The world is in a weird state now, where some of us are lucky enough to go on about life as though nothing is different, while others are facing unimaginable suffering. I struggle a lot with survivor’s guilt and all other sorts of guilt. On a day to day basis I try not to let it overwhelm me, but the subjects of mortality, luck, inequality and impermanence weights heavily on my mind.
I feel like I lucked out in many ways, except perhaps in terms of health. But in a really weird way I am actually grateful for my fragile body, because it has taught me early enough in life not to take my time and health for granted. I can imagine a parallel universe version of me who is healthy, probably still stuck in the hedonistic cycle of pursuing approval and success, deprived of a mechanism that will give me some cause for pause. I guess I can thank my fragile body for marie kondo-ing my life, that it forced me to have a laser sharp focus on what truly matters to me.
I fell chronically sick a few months after my grandmother passed away in late 2014. Till today I have no idea whether it was due to unprocessed grief, or that her death ruthlessly swept away the illusion I was trying to live in, or both. Yesterday while having a bedtime conversation with my partner I told her how deeply I regret the person I was when she passed. I can still vividly remember the last time I saw my grandmother, that I didn’t say a proper goodbye because she was taking a nap, and also because I was rushing to leave. I was never present, always trying to escape to the future or somewhere else. I wish I knew how to be a better person back then, I wish I spent more time talking to her, taking her out for meals, to try to truly know and connect to her.
I spend a lot of energy these days trying not to be that person. I spent a long time of my life harbouring a lot of anger and hurt so I was defensive and resentful all the time, not realising I was becoming like the people who had hurt me in the first place. To consciously choose to go the other way: to try to care and tend instead of resent and retaliate takes a lot of work. To say that I wanted to become a better person for altruistic purposes would be a misunderstanding. I just didn’t want to turn into a monster and be stuck in a personal hell.
I think a forgetful person is a happier person. I wish I can be forgetful sometimes instead of being a broken record player playing the same few tunes every time. Is it better to live with the anxiety that comes with the awareness of mortality, or is it better to be forgetful so one can lighter and more cavalier but risk getting blindsided by the shock of loss?
I go back to paraphrasing one of my all-time favourite quotes, that love is a preemptive form of grief. To experience grief is to truly know that one has loved. But here as I type this I realise there is a difference between the grief that comes from the regret of having not loved enough, and the grief that comes from having loved with no holds.
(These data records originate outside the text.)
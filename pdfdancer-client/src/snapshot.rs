//! Snapshot fetching, parsing and caching.

pub mod cache;
pub mod parser;

use std::future::Future;

use serde_json::Value;
use tracing::debug;

use crate::error::PdfDancerResult;
use crate::models::{DocumentSnapshot, ObjectType, PageSnapshot};
use crate::transport::{ApiRequest, Transport};

pub use cache::SnapshotCache;

/// Where the cache gets snapshots from on a miss
pub trait SnapshotSource: Sync {
    fn fetch_document(
        &self,
        types: &[ObjectType],
    ) -> impl Future<Output = PdfDancerResult<DocumentSnapshot>> + Send;

    fn fetch_page(
        &self,
        page_index: usize,
        types: &[ObjectType],
    ) -> impl Future<Output = PdfDancerResult<PageSnapshot>> + Send;
}

/// Fetches snapshots through a [`Transport`] and parses them
pub struct SnapshotFetcher<'a, T> {
    transport: &'a T,
}

impl<'a, T: Transport> SnapshotFetcher<'a, T> {
    pub fn new(transport: &'a T) -> Self {
        Self { transport }
    }

    async fn fetch_json(&self, path: String, types: &[ObjectType]) -> PdfDancerResult<Value> {
        let mut request = ApiRequest::get(path);
        if let Some(types) = types_param(types) {
            request = request.query("types", types);
        }
        let context = request.label();
        self.transport.send(request).await?.json(&context)
    }
}

impl<T: Transport> SnapshotSource for SnapshotFetcher<'_, T> {
    async fn fetch_document(&self, types: &[ObjectType]) -> PdfDancerResult<DocumentSnapshot> {
        let json = self
            .fetch_json("/pdf/document/snapshot".to_string(), types)
            .await?;
        let snapshot = parser::parse_document_snapshot(&json)?;
        debug!(pages = snapshot.page_count, "Fetched document snapshot");
        Ok(snapshot)
    }

    async fn fetch_page(&self, page_index: usize, types: &[ObjectType]) -> PdfDancerResult<PageSnapshot> {
        let json = self
            .fetch_json(format!("/pdf/page/{}/snapshot", page_index), types)
            .await?;
        let snapshot = parser::parse_page_snapshot(&json)?;
        debug!(
            page = page_index,
            elements = snapshot.elements.len(),
            "Fetched page snapshot"
        );
        Ok(snapshot)
    }
}

/// Comma-joined `types` query value, None when unfiltered
pub(crate) fn types_param(types: &[ObjectType]) -> Option<String> {
    if types.is_empty() {
        return None;
    }
    Some(
        types
            .iter()
            .map(ObjectType::to_string)
            .collect::<Vec<_>>()
            .join(","),
    )
}

#[cfg(test)]
mod tests {
    use super::*;
    use crate::error::PdfDancerError;
    use crate::testing::FakeTransport;
    use reqwest::Method;
    use serde_json::json;

    #[test]
    fn test_types_param() {
        assert_eq!(types_param(&[]), None);
        assert_eq!(
            types_param(&[ObjectType::Paragraph, ObjectType::CheckBox]).as_deref(),
            Some("PARAGRAPH,CHECK_BOX")
        );
    }

    #[test]
    fn test_fetch_page_sends_types_filter() {
        let transport = FakeTransport::new();
        transport.respond_json(
            Method::GET,
            "/pdf/page/3/snapshot",
            json!({"pageRef": {"position": {"pageIndex": 3}}, "elements": []}),
        );

        let fetcher = SnapshotFetcher::new(&transport);
        let page = tokio_test::block_on(fetcher.fetch_page(3, &[ObjectType::Image])).unwrap();
        assert_eq!(page.page_index(), Some(3));

        let requests = transport.requests();
        assert_eq!(requests.len(), 1);
        assert_eq!(
            requests[0].query,
            vec![("types".to_string(), "IMAGE".to_string())]
        );
    }

    #[test]
    fn test_malformed_document_is_an_error() {
        let transport = FakeTransport::new();
        transport.respond_json(Method::GET, "/pdf/document/snapshot", json!({"pageCount": 1}));

        let fetcher = SnapshotFetcher::new(&transport);
        let result = tokio_test::block_on(fetcher.fetch_document(&[]));
        assert!(matches!(result, Err(PdfDancerError::MalformedSnapshot { .. })));
    }
}
use std::path::PathBuf;

use tracing::info;

use pdfdancer_client::models::{DocumentSnapshot, ObjectType};
use pdfdancer_client::{ClientConfig, PdfDancer};

const USAGE: &str = "usage: pdfdancer <input.pdf> [output.pdf]";

#[tokio::main]
async fn main() -> Result<(), Box<dyn std::error::Error>> {
    init_logging();

    let mut args = std::env::args_os().skip(1).map(PathBuf::from);
    let Some(input) = args.next() else {
        eprintln!("{}", USAGE);
        std::process::exit(2);
    };
    let output = args.next();

    let config = ClientConfig::load()?;
    info!(base_url = %config.resolved_base_url(), "Configuration loaded");

    let mut client = PdfDancer::open(input.as_path(), &config).await?;
    info!(session_id = %client.session_id(), "Session open");

    let document = client.get_or_fetch_document().await?;
    print_summary(&document);

    if let Some(output) = output {
        client.save(&output).await?;
        println!("Saved to {}", output.display());
    }

    Ok(())
}

fn print_summary(document: &DocumentSnapshot) {
    println!("Pages: {}", document.page_count);
    println!("Fonts: {}", document.fonts.len());

    for (index, page) in document.pages.iter().enumerate() {
        let mut counts: Vec<(ObjectType, usize)> = Vec::new();
        for element in &page.elements {
            match counts
                .iter_mut()
                .find(|(object_type, _)| *object_type == element.object_type())
            {
                Some((_, count)) => *count += 1,
                None => counts.push((element.object_type(), 1)),
            }
        }

        let size = page
            .page_ref
            .page_size
            .as_ref()
            .map(|size| match &size.name {
                Some(name) => name.clone(),
                None => format!("{}x{}", size.width, size.height),
            })
            .unwrap_or_else(|| "unknown size".to_string());
        let orientation = page
            .page_ref
            .orientation
            .as_ref()
            .map(|orientation| orientation.as_str().to_string())
            .unwrap_or_default();
        let breakdown: Vec<String> = counts
            .iter()
            .map(|(object_type, count)| format!("{} {}", count, object_type))
            .collect();

        println!(
            "  Page {} ({} {}): {}",
            index,
            size,
            orientation,
            breakdown.join(", ")
        );
    }
}

fn init_logging() {
    use tracing_subscriber::{EnvFilter, fmt, prelude::*};

    let format = fmt::format().with_target(true).compact();

    // Use RUST_LOG if set, otherwise default to info level for the client
    let filter = EnvFilter::try_from_default_env()
        .unwrap_or_else(|_| EnvFilter::new("pdfdancer_client=info,pdfdancer=info"));

    tracing_subscriber::registry()
        .with(fmt::layer().event_format(format).with_writer(std::io::stderr))
        .with(filter)
        .init();
}
//! Document-wide selectors, typed views over [`PdfDancer::find`].

use crate::client::{PageClient, PdfDancer};
use crate::error::{PdfDancerError, PdfDancerResult};
use crate::models::{FormFieldRef, ObjectRef, ObjectType, PageRef, Position, SnapshotElement, TextObjectRef};
use crate::query::DEFAULT_TOLERANCE;
use crate::transport::Transport;

/// Types gathered by `select_elements`, in output order
const ELEMENT_TYPES: [ObjectType; 6] = [
    ObjectType::Paragraph,
    ObjectType::TextLine,
    ObjectType::Image,
    ObjectType::Path,
    ObjectType::FormXObject,
    ObjectType::FormField,
];

impl<T: Transport> PdfDancer<T> {
    pub(super) async fn find_text(
        &mut self,
        object_type: ObjectType,
        position: Option<&Position>,
        tolerance: f64,
    ) -> PdfDancerResult<Vec<TextObjectRef>> {
        let found = self.find_with_tolerance(object_type, position, tolerance).await?;
        Ok(found.into_iter().filter_map(SnapshotElement::into_text).collect())
    }

    pub(super) async fn find_objects(
        &mut self,
        object_type: ObjectType,
        position: Option<&Position>,
        tolerance: f64,
    ) -> PdfDancerResult<Vec<ObjectRef>> {
        let found = self.find_with_tolerance(object_type, position, tolerance).await?;
        Ok(found.into_iter().map(SnapshotElement::into_object_ref).collect())
    }

    pub(super) async fn find_form_fields(
        &mut self,
        position: Option<&Position>,
        tolerance: f64,
    ) -> PdfDancerResult<Vec<FormFieldRef>> {
        let found = self
            .find_with_tolerance(ObjectType::FormField, position, tolerance)
            .await?;
        Ok(found
            .into_iter()
            .filter_map(SnapshotElement::into_form_field)
            .collect())
    }

    /// Every selectable element, grouped by type
    pub(super) async fn find_elements(
        &mut self,
        position: Option<&Position>,
    ) -> PdfDancerResult<Vec<SnapshotElement>> {
        let mut elements = Vec::new();
        for object_type in ELEMENT_TYPES {
            elements.extend(
                self.find_with_tolerance(object_type, position, DEFAULT_TOLERANCE)
                    .await?,
            );
        }
        Ok(elements)
    }

    pub async fn select_paragraphs(&mut self) -> PdfDancerResult<Vec<TextObjectRef>> {
        self.find_text(ObjectType::Paragraph, None, DEFAULT_TOLERANCE)
            .await
    }

    pub async fn select_text_lines(&mut self) -> PdfDancerResult<Vec<TextObjectRef>> {
        self.find_text(ObjectType::TextLine, None, DEFAULT_TOLERANCE)
            .await
    }

    pub async fn select_images(&mut self) -> PdfDancerResult<Vec<ObjectRef>> {
        self.find_objects(ObjectType::Image, None, DEFAULT_TOLERANCE)
            .await
    }

    /// Form XObjects, not form fields
    pub async fn select_forms(&mut self) -> PdfDancerResult<Vec<ObjectRef>> {
        self.find_objects(ObjectType::FormXObject, None, DEFAULT_TOLERANCE)
            .await
    }

    pub async fn select_form_fields(&mut self) -> PdfDancerResult<Vec<FormFieldRef>> {
        self.find_form_fields(None, DEFAULT_TOLERANCE).await
    }

    pub async fn select_form_fields_by_name(&mut self, name: &str) -> PdfDancerResult<Vec<FormFieldRef>> {
        let position = Position::by_name(name);
        self.find_form_fields(Some(&position), DEFAULT_TOLERANCE)
            .await
    }

    pub async fn select_paths(&mut self) -> PdfDancerResult<Vec<ObjectRef>> {
        self.find_objects(ObjectType::Path, None, DEFAULT_TOLERANCE)
            .await
    }

    /// Paragraphs, text lines, images, paths, form XObjects and form fields
    pub async fn select_elements(&mut self) -> PdfDancerResult<Vec<SnapshotElement>> {
        self.find_elements(None).await
    }

    /// References to every page, from the cached document snapshot
    pub async fn pages(&mut self) -> PdfDancerResult<Vec<PageRef>> {
        let document = self.get_or_fetch_document().await?;
        Ok(document
            .pages
            .iter()
            .map(|page| page.page_ref.clone())
            .collect())
    }

    /// Scope queries to one page
    pub async fn page(&mut self, page_index: usize) -> PdfDancerResult<PageClient<'_, T>> {
        let snapshot = self.get_or_fetch_page(page_index).await?;
        let page_ref = snapshot.page_ref.clone();
        Ok(PageClient::new(self, page_ref, page_index))
    }

    /// Scope queries to a page already in hand, e.g. one from [`PdfDancer::pages`].
    /// The reference must carry a page index.
    pub fn on_page(&mut self, page_ref: PageRef) -> PdfDancerResult<PageClient<'_, T>> {
        let page_index = page_ref
            .page_index()
            .ok_or_else(|| PdfDancerError::validation("page reference has no page index"))?;
        Ok(PageClient::new(self, page_ref, page_index))
    }
}

#[cfg(test)]
mod tests {
    use super::*;
    use crate::testing::FakeTransport;
    use reqwest::Method;
    use serde_json::json;

    fn document_json() -> serde_json::Value {
        json!({
            "pageCount": 2,
            "pages": [
                {
                    "pageRef": {"internalId": "PAGE-0", "position": {"pageIndex": 0}, "type": "PAGE"},
                    "elements": [
                        {"type": "PARAGRAPH", "internalId": "P-1", "text": "Invoice"},
                        {"type": "IMAGE", "internalId": "IMG-1"},
                        {"type": "CHECKBOX", "internalId": "F-1", "name": "agree", "value": "Off"}
                    ]
                },
                {
                    "pageRef": {"internalId": "PAGE-1", "position": {"pageIndex": 1}, "type": "PAGE",
                                "orientation": "LANDSCAPE"},
                    "elements": [
                        {"type": "TEXT_LINE", "internalId": "L-1", "text": "Total"},
                        {"type": "FORM_X_OBJECT", "internalId": "X-1"},
                        {"type": "TEXT_FIELD", "internalId": "F-2", "name": "agree"}
                    ]
                }
            ]
        })
    }

    fn session() -> PdfDancer<FakeTransport> {
        let transport = FakeTransport::new();
        transport.respond_json(Method::GET, "/pdf/document/snapshot", document_json());
        PdfDancer::with_transport(transport)
    }

    #[test]
    fn test_typed_selectors_share_one_fetch() {
        let mut client = session();

        let paragraphs = tokio_test::block_on(client.select_paragraphs()).unwrap();
        assert_eq!(paragraphs[0].text(), Some("Invoice"));
        let lines = tokio_test::block_on(client.select_text_lines()).unwrap();
        assert_eq!(lines[0].internal_id(), "L-1");
        let forms = tokio_test::block_on(client.select_forms()).unwrap();
        assert_eq!(forms[0].internal_id, "X-1");

        let fields = tokio_test::block_on(client.select_form_fields_by_name("agree")).unwrap();
        let ids: Vec<&str> = fields.iter().map(|f| f.internal_id()).collect();
        assert_eq!(ids, vec!["F-1", "F-2"]);

        assert_eq!(client.transport().requests().len(), 1);
    }

    #[test]
    fn test_select_elements_groups_by_type() {
        let mut client = session();
        let elements = tokio_test::block_on(client.select_elements()).unwrap();
        let ids: Vec<&str> = elements.iter().map(|e| e.internal_id()).collect();
        assert_eq!(ids, vec!["P-1", "L-1", "IMG-1", "X-1", "F-1", "F-2"]);
    }

    #[test]
    fn test_pages_and_page_scope() {
        let mut client = session();
        let pages = tokio_test::block_on(client.pages()).unwrap();
        assert_eq!(pages.len(), 2);
        assert_eq!(pages[1].internal_id(), "PAGE-1");

        let page = tokio_test::block_on(client.page(1)).unwrap();
        assert_eq!(page.page_index(), 1);
        assert_eq!(page.info().internal_id(), "PAGE-1");
        assert_eq!(client.transport().requests().len(), 1);
    }

    #[test]
    fn test_on_page_uses_ref_index() {
        let mut client = session();
        let pages = tokio_test::block_on(client.pages()).unwrap();

        let page = client.on_page(pages[1].clone()).unwrap();
        assert_eq!(page.page_index(), 1);
        assert_eq!(page.info().internal_id(), "PAGE-1");
    }

    #[test]
    fn test_on_page_rejects_ref_without_index() {
        let mut client = session();
        let mut page_ref = tokio_test::block_on(client.pages()).unwrap().remove(1);
        page_ref.object_ref.position = Position::default();

        let result = client.on_page(page_ref);
        assert!(matches!(result, Err(PdfDancerError::Validation { .. })));
    }
}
I have always thought that love is an emotion but it is actually a capacity that takes skill to build. I hope to become a person capable of the kind of love that would gift me the sort of deep but regret-less grief, and also to be able to bear the unending streams of grief that will come with the rest of my life. I hope time is on my side.
I am a lot better at being present now, though it is a long work in progress. I am almost 40, but I still feel like a child learning to navigate the negative effects the external world has left on my interior world. Presence requires the capacity to tolerate all the feelings that a moment can bring, and to discern actual reality versus the projection of a deeply ingrained memory. Each time I descend into an almost bottomless depth due to the most trivial of triggers I feel like history is just repeating itself endlessly and I seem to never be capable of transcending my past selves, yet my partner reminds me that though I still plunge deep I seem to surface quicker.
Sometimes I am surprised by the velocity of my tears, it is almost ironic but I feel like now I am much older I can now give myself the permission and safety I lacked as a child to cry with all my might.
The capacity to truly love comes from emotional maturity, and emotional maturity is tied to the ability to tolerate difficult feelings. Society frowns upon difficult feelings and crying, so some of us learnt to repress them, some of us learnt to escape from them. We’re told that grown ups shouldn’t cry, and I believe that has ironically made many of us into emotionally stunted adults.
I am aware how much of child I am still emotionally. My grandmother’s passing was the catalyst for me to learn how much my emotions prevent me from truly living.
Her death gave me an opportunity at life. I wish it wasn’t so, that she could still be alive and I could introduce her to drinking lattes and eating egg benedicts, but unfortunately I know I would still have been the person trying to escape from life.